Hi folks! Just a question: when a server instance ...
# general
d
Hi folks! Just a question: when a server instance has a consuming segment, where is the data for that segment stored? Is it in memory? Or local disk? Or something else?
m
Consuming is in memory. If server restarts, then it starts consuming from previously saved checkpoint
d
Got it. But even within a consuming segment it has checkpoints, so that if a server goes down, it doesn't just lose the whole segment, right?
m
Checkpoints are created when segments are committed, not for in memory
d
Ah, got it
Alright, thanks man! 🙂
k
Minor correction - Consuming is a mix of memory and disk. Indexes are in memory but actual data is written to disk and mmapped
p
What about the committed segment then? Does the index still live in memory? Or is that also written to the disc?
m
Committed segments are entirely mmaped, so get paged in/out as needed.
p
Thanks guys!
👍 1
d
The reason why I asked my question here was, we had to move a Pinot cluster into another set of nodes in AWS, but for some reason I thought that we could do that without losing data, because I thought that even consuming segments would still keep the data on disk.
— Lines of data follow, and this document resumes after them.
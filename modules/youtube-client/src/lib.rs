pub mod error;
pub mod types;

pub use error::{Result, YoutubeError};
pub use types::ChannelDigest;

use serde::de::DeserializeOwned;
use types::{ChannelListResponse, SearchListResponse, VideoListResponse};

const BASE_URL: &str = "https://www.googleapis.com/youtube/v3";

/// Number of recent uploads sampled for view/like averages.
const RECENT_VIDEO_SAMPLE: u32 = 15;

/// YouTube Data API v3 client for channel research.
pub struct YoutubeClient {
    client: reqwest::Client,
    api_key: String,
}

impl YoutubeClient {
    pub fn new(api_key: String) -> Self {
        Self {
            client: reqwest::Client::new(),
            api_key,
        }
    }

    async fn get<T: DeserializeOwned>(&self, endpoint: &str, query: &[(&str, &str)]) -> Result<T> {
        if self.api_key.is_empty() {
            return Err(YoutubeError::MissingApiKey);
        }

        let resp = self
            .client
            .get(format!("{BASE_URL}/{endpoint}"))
            .query(query)
            .query(&[("key", self.api_key.as_str())])
            .send()
            .await?;

        let status = resp.status();
        if !status.is_success() {
            let message = resp.text().await.unwrap_or_default();
            return Err(YoutubeError::Api {
                status: status.as_u16(),
                message,
            });
        }

        Ok(resp.json().await?)
    }

    /// Resolve a channel ID from a URL, handle, or bare channel name.
    pub async fn resolve_channel_id(&self, channel_url: &str) -> Result<String> {
        if let Some(id) = channel_id_from_url(channel_url) {
            return Ok(id);
        }
        let name = channel_name_from_url(channel_url)
            .ok_or_else(|| YoutubeError::UnrecognizedChannel(channel_url.to_string()))?;

        let response: SearchListResponse = self
            .get(
                "search",
                &[
                    ("part", "snippet"),
                    ("q", &name),
                    ("type", "channel"),
                    ("maxResults", "1"),
                ],
            )
            .await?;

        response
            .items
            .into_iter()
            .find_map(|item| item.id.channel_id)
            .ok_or_else(|| YoutubeError::UnrecognizedChannel(channel_url.to_string()))
    }

    /// Fetch channel statistics plus recent-upload averages.
    pub async fn channel_digest(&self, channel_url: &str) -> Result<ChannelDigest> {
        let channel_id = self.resolve_channel_id(channel_url).await?;
        tracing::info!(channel_id = %channel_id, "Fetching YouTube channel stats");

        let channels: ChannelListResponse = self
            .get("channels", &[("part", "statistics"), ("id", &channel_id)])
            .await?;
        let stats = channels
            .items
            .first()
            .map(|c| &c.statistics)
            .ok_or_else(|| YoutubeError::UnrecognizedChannel(channel_url.to_string()))?;
        let total_videos = stats.video_count.parse().unwrap_or(0);
        let subscriber_count = stats.subscriber_count.parse().unwrap_or(0);

        let max_results = RECENT_VIDEO_SAMPLE.to_string();
        let uploads: SearchListResponse = self
            .get(
                "search",
                &[
                    ("part", "id,snippet"),
                    ("channelId", &channel_id),
                    ("maxResults", &max_results),
                    ("order", "date"),
                    ("type", "video"),
                ],
            )
            .await?;

        let mut video_ids = Vec::new();
        let mut recent_videos = Vec::new();
        for item in &uploads.items {
            if item.id.kind != "youtube#video" {
                continue;
            }
            if let Some(id) = &item.id.video_id {
                video_ids.push(id.clone());
            }
            if let Some(snippet) = &item.snippet {
                recent_videos.push((snippet.title.clone(), snippet.published_at.clone()));
            }
        }

        let (average_views, average_likes) = if video_ids.is_empty() {
            (0.0, 0.0)
        } else {
            let videos: VideoListResponse = self
                .get(
                    "videos",
                    &[("part", "statistics"), ("id", &video_ids.join(","))],
                )
                .await?;
            let mut views = 0u64;
            let mut likes = 0u64;
            let mut counted = 0u64;
            for video in &videos.items {
                views += video.statistics.view_count.parse().unwrap_or(0);
                likes += video.statistics.like_count.parse().unwrap_or(0);
                counted += 1;
            }
            if counted == 0 {
                (0.0, 0.0)
            } else {
                (views as f64 / counted as f64, likes as f64 / counted as f64)
            }
        };

        Ok(ChannelDigest {
            total_videos,
            subscriber_count,
            recent_videos,
            average_views,
            average_likes,
        })
    }
}

/// Extract a channel ID from a `/channel/UC...` URL.
fn channel_id_from_url(url: &str) -> Option<String> {
    let rest = url.split("/channel/").nth(1)?;
    let id: String = rest
        .chars()
        .take_while(|c| c.is_ascii_alphanumeric() || *c == '_' || *c == '-')
        .collect();
    if id.is_empty() {
        None
    } else {
        Some(id)
    }
}

/// Extract a channel handle or name from `@handle`, `/c/Name`, `/user/Name`
/// URLs, or a bare name.
fn channel_name_from_url(url: &str) -> Option<String> {
    let segment_after = |marker: &str| -> Option<String> {
        let rest = url.split(marker).nth(1)?;
        let name: String = rest.chars().take_while(|c| *c != '/' && *c != '?').collect();
        if name.is_empty() {
            None
        } else {
            Some(name)
        }
    };

    if let Some(handle) = segment_after("@") {
        return Some(handle);
    }
    if let Some(name) = segment_after("/c/") {
        return Some(name);
    }
    if let Some(name) = segment_after("/user/") {
        return Some(name);
    }
    if !url.contains("://") {
        let trimmed = url.trim();
        if !trimmed.is_empty() {
            return Some(trimmed.to_string());
        }
    }
    None
}

#[cfg(test)]
mod tests {
    use super::*;

    #[test]
    fn extracts_channel_id_from_url() {
        assert_eq!(
            channel_id_from_url("https://www.youtube.com/channel/UCh2jMEvFpPZMpNWtkWEojwg"),
            Some("UCh2jMEvFpPZMpNWtkWEojwg".to_string())
        );
        assert_eq!(channel_id_from_url("https://www.youtube.com/@acme"), None);
    }

    #[test]
    fn extracts_handle_custom_and_legacy_names() {
        assert_eq!(
            channel_name_from_url("https://www.youtube.com/@acme"),
            Some("acme".to_string())
        );
        assert_eq!(
            channel_name_from_url("https://www.youtube.com/c/AcmeVideos"),
            Some("AcmeVideos".to_string())
        );
        assert_eq!(
            channel_name_from_url("https://www.youtube.com/user/LegacyAcme"),
            Some("LegacyAcme".to_string())
        );
        assert_eq!(
            channel_name_from_url("Acme Inc"),
            Some("Acme Inc".to_string())
        );
        assert_eq!(channel_name_from_url("https://youtube.com/"), None);
    }

    #[test]
    fn digest_renders_as_analysis_input() {
        let digest = ChannelDigest {
            total_videos: 42,
            subscriber_count: 1200,
            recent_videos: vec![("Launch day".into(), "2026-01-01T00:00:00Z".into())],
            average_views: 3400.0,
            average_likes: 120.0,
        };
        let text = digest.to_string();
        assert!(text.contains("Total Videos: 42"));
        assert!(text.contains("Launch day"));
    }
}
We lost some data however after we moved - for example, a table that had more than 97M rows dropped to a bit more than 95M rows, which I assume happened because we probably lost the consuming segments. I recon I should probably have done this more carefully though.
m
@User But the new table should have resumed consumption from the committed checkpoint and caught up right? From that perspective, there should not be a data loss.
d
I don't know... what I did was, I stopped the consumption by stopping to send events to Kafka, and then proceeded with the migration, while keeping the EBS blocks available but then mounted on the new nodes, and still having Pinot using S3 as deep store. After deploying the new cluster, though, I noticed the drop in rows. I made a few mistakes, though, like not taking note of exactly how many rows we had before we moved. But anyway, none of this is critical, it's only our internal usage data, so we can live with that. But it's important for us to know that something like that could have happened if we didn't commit the segments before moving.
I should have committed the consuming segments just before moving the cluster, I think.
k
No, you don’t need to do that.. Pinot will catch up from the last committed offset. You might see that the number of rows go down while it’s catching up but that should be minimal
d
Oh... so I should expect it to eventually go back up then?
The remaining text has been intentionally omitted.